One Hit Wonders Of The Simpsons

 It is tough to form an opinion from the 400 plus episodes of The Simpsons so I will not even try. I will say I like the first five seasons much more than any of the others and I feel I am not alone on that. For 18 years the animation has been apart of pop culture and has cleverly covered the “normal” nuclear family and the perils of suburban life.  The one thing, however, about The Simpsons are the rich and indepth characters. For as long as the show is on the air, these characters have their own thirty minutes of spot light like McBain and his daughter dating Bart to Moe and his found riches in the “Flaming Moe.” But the characters I always enjoyed were the ones who came and left, never to be seen on another episode again even though they touched us (and the Simpson family) the most. Here are the ones that stand out to me.

           

       Lisa’s substitue, Mr. Bergstrom was such a great character. He was a traveling teacher that moves from town to town, teaching from his heart rather than from a lesson plan.  Lisa sees Mr. Bergstrom as the one person in the town of Springfield who appriciates her talents. She also developes a crush on him and knows he is intellectually superior to the only other man in her life, her father Homer. Unfortunatly for Lisa, as quickly as he came into her life he left. Mr. Bergstrom left by train to another town where he can inspire more kids to be who they are. But before he boards the train he is confronted by Lisa and he leaves her a note for insperation when ever she is down. It reads “You are Lisa Simpson.”

              

                                                        

     I don’t know why but I was touched a little. I hope there are Mr. Bergstom’s among the teachers in America.  Maybe it was Dustin Hoffman’s voice for Mr. Bergstrom that made his character so likable but I can watch this episode over and over and I still feel a heavy heart when Lisa reads his note. I have to remember it’s a cartoon.

         

           Another great character that only had a brief time in the spotlight was Karl. Karl was the angel in disguise that helped out Homer as his personal assistant. Homer cheated the system by comitting insurance fraud for a miracle hair replacement drug which by looks alone propelled him up the corperate ladder after his hair grew in over night. With a new position, Karl came to the rescue and gave Homer the confidence and knowlege to be a sucess. But soon Homer was found out and Karl, like a soldier, took the blame and was terminated. He even gave Homer his umbrella and walked to his car in the rain after his dismissal. What a guy.  Some say he was gay and had a crush on Homer but I like to think he is just a nice person who gives a strange his all.

       More tomorrow!   

       It’s tomorrow!

        

        Beatrice Simmons also only had a short stay on the Simpsons. She stole Abe Simpson’s heart when they accidently had their pills mixed up at the retirement home. With one look at each other they fell in love and spent the day doing what old people do. Personally, I liked the provocative pill scene. Unfortunatly, good intentions from the Simpson family to take Abe on a day adventure to Discount Lion Safari, Abe missed Bea’s birthday and she also passed away during the night. But to show her “undying” love, she left Abe $100,00 dollars in her will. Determined to enjoy his new found riches, he spent the day trying to have fun but ultimately came to the conclusion that no amount of money can mend his broken heart. So with much thought he finally decided to spend the money and bring back dignity to the retirement home where he met Beatrice to begin with. Great story.

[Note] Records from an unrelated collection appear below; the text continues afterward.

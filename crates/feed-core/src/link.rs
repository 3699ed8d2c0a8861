//! Link predicates.

/// Whether `value` is a usable web link: an `http://` or `https://` scheme
/// (case-insensitive) followed by at least one more character.
#[must_use]
pub fn is_web_link(value: &str) -> bool {
    let value = value.trim();
    ["http://", "https://"].iter().any(|scheme| {
        value.len() > scheme.len()
            && value
                .get(..scheme.len())
                .is_some_and(|prefix| prefix.eq_ignore_ascii_case(scheme))
    })
}

/// Whether `value` looks like a bare DOI (`10.<registrant>/<suffix>`).
#[must_use]
pub fn is_doi(value: &str) -> bool {
    let value = value.trim();
    value
        .strip_prefix("10.")
        .and_then(|rest| rest.split_once('/'))
        .is_some_and(|(registrant, suffix)| !registrant.is_empty() && !suffix.is_empty())
}
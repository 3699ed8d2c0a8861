//! Crossref client and enrichment against a local fake registry.

use feed_config::LookupConfig;
use feed_core::StudyRecord;
use feed_lookup::{CrossrefClient, LinkEnricher, LinkSource, LookupError, WorkLookup};
use serde_json::json;
use wiremock::matchers::{header_regex, method, path, query_param};
use wiremock::{Mock, MockServer, ResponseTemplate};

fn config_for(server: &MockServer) -> LookupConfig {
    LookupConfig {
        base_url: server.uri(),
        mailto: "curator@example.org".into(),
        timeout_secs: 2,
        ..Default::default()
    }
}

fn works(items: serde_json::Value) -> ResponseTemplate {
    ResponseTemplate::new(200).set_body_json(json!({
        "status": "ok",
        "message-type": "work-list",
        "message": { "items": items }
    }))
}

fn study(title: &str) -> StudyRecord {
    StudyRecord {
        track: "social_layer".into(),
        title: title.into(),
        ..Default::default()
    }
}

#[tokio::test]
async fn search_title_sends_bibliographic_query() {
    let server = MockServer::start().await;
    Mock::given(method("GET"))
        .and(path("/works"))
        .and(query_param("query.bibliographic", "The Strength of Weak Ties"))
        .and(query_param("rows", "1"))
        .and(query_param("select", "DOI,title,issued"))
        .and(header_regex("user-agent", r"mailto:curator@example\.org"))
        .respond_with(works(json!([
            {
                "DOI": "10.1086/225469",
                "title": ["The Strength of Weak Ties"],
                "issued": { "date-parts": [[1973]] }
            }
        ])))
        .expect(1)
        .mount(&server)
        .await;

    let client = CrossrefClient::new(&config_for(&server)).unwrap();
    let candidate = client
        .search_title("The Strength of Weak Ties")
        .await
        .unwrap()
        .expect("one candidate");
    assert_eq!(candidate.doi, "10.1086/225469");
    assert_eq!(candidate.year, Some(1973));
}

#[tokio::test]
async fn empty_result_is_no_match() {
    let server = MockServer::start().await;
    Mock::given(method("GET"))
        .and(path("/works"))
        .respond_with(works(json!([])))
        .mount(&server)
        .await;

    let client = CrossrefClient::new(&config_for(&server)).unwrap();
    assert!(client.search_title("Nothing Like This").await.unwrap().is_none());
}

#[tokio::test]
async fn server_error_is_swallowed_by_best_match() {
    let server = MockServer::start().await;
    Mock::given(method("GET"))
        .respond_with(ResponseTemplate::new(500).set_body_string("upstream down"))
        .mount(&server)
        .await;

    let client = CrossrefClient::new(&config_for(&server)).unwrap();
    let err = client.search_title("Weak Ties").await.unwrap_err();
    assert!(matches!(err, LookupError::Api { status: 500, .. }), "{err}");
    assert!(client.best_match("Weak Ties").await.is_none());
}

#[tokio::test]
async fn rate_limit_is_reported_then_swallowed() {
    let server = MockServer::start().await;
    Mock::given(method("GET"))
        .respond_with(ResponseTemplate::new(429).insert_header("retry-after", "2"))
        .mount(&server)
        .await;

    let client = CrossrefClient::new(&config_for(&server)).unwrap();
    let err = client.search_title("Weak Ties").await.unwrap_err();
    assert!(matches!(err, LookupError::RateLimited { retry_after_secs: 2 }), "{err}");
    assert!(client.best_match("Weak Ties").await.is_none());
}

#[tokio::test]
async fn enrichment_with_exact_registry_title_links_to_doi() {
    let server = MockServer::start().await;
    Mock::given(method("GET"))
        .and(path("/works"))
        .respond_with(works(json!([
            { "DOI": "10.1086/225469", "title": ["The Strength of Weak Ties"] }
        ])))
        .mount(&server)
        .await;

    let config = config_for(&server);
    let enricher = LinkEnricher::from_config(CrossrefClient::new(&config).unwrap(), &config);
    let mut record = study("The Strength of Weak Ties");

    let source = enricher.enrich(&mut record).await;
    assert!(matches!(source, LinkSource::Registry { .. }), "{source:?}");
    assert_eq!(
        record.source_url.as_deref(),
        Some("https://doi.org/10.1086/225469")
    );
}

#[tokio::test]
async fn enrichment_with_unreachable_registry_uses_search_link() {
    let config = LookupConfig {
        base_url: "http://127.0.0.1:9".into(),
        timeout_secs: 1,
        ..Default::default()
    };
    let enricher = LinkEnricher::from_config(CrossrefClient::new(&config).unwrap(), &config);
    let mut record = study("Weak Ties, Revisited");

    assert_eq!(enricher.enrich(&mut record).await, LinkSource::SearchFallback);
    assert_eq!(
        record.source_url.as_deref(),
        Some("https://scholar.google.com/scholar?q=Weak%20Ties%2C%20Revisited")
    );
}

#[tokio::test]
#[ignore] // requires network
async fn live_crossref_finds_a_classic() {
    let client = CrossrefClient::new(&LookupConfig::default()).unwrap();
    let candidate = client.search_title("The Strength of Weak Ties").await.unwrap();
    assert!(candidate.is_some());
}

     I think each of these three characters are far too rich to keep forever on the Simpsons. They bring a moral lesson to their own episode and help shape the main characters for future seasons. Mr. Bergstrom reinforced the need for Lisa to be proud of herself. Karl brought the same lesson to Homer but also taught him the lesson selflessness. Last but not least, Abe’s lost love, Beatrice, gave him love and the ability to bring dignity to the aging population of the retirement home. While all these characters are great I understand why they are the one hit wonders of the Simpsons. To bring morality lessons to the show we don’t need to see their faults. They are a bright spot in a long airing series and their mark has been left for all the future seasons.

     I think I have been too serious about a cartoon. :\                                                                                                                                                                                 

Scary Places

I consider myself pretty grounded in reality. As a pilot an systems instructor for jet aircract you would have to be. But over the past ten years I constantly wonder about my own mortality. Maybe it is because as I get older, it is only natural to contemplate what happens when we die. Do we go to this magical cloud heaven if we are “good?” If we are “bad” then do we go to a firery hell and have to listen to fiddles and screams? Or do we plip out like turning off the TV? Just like everything in my life, I over analyse this to the point that I need proof there is something else beyond death. So when ever I have a chance I check out supposed haunted areas with the hope I can see something to help me answer my question and start worrying about something more normal like who will be in the play-offs or who has the best yard on the block. These are the places I have been to and things I have seen.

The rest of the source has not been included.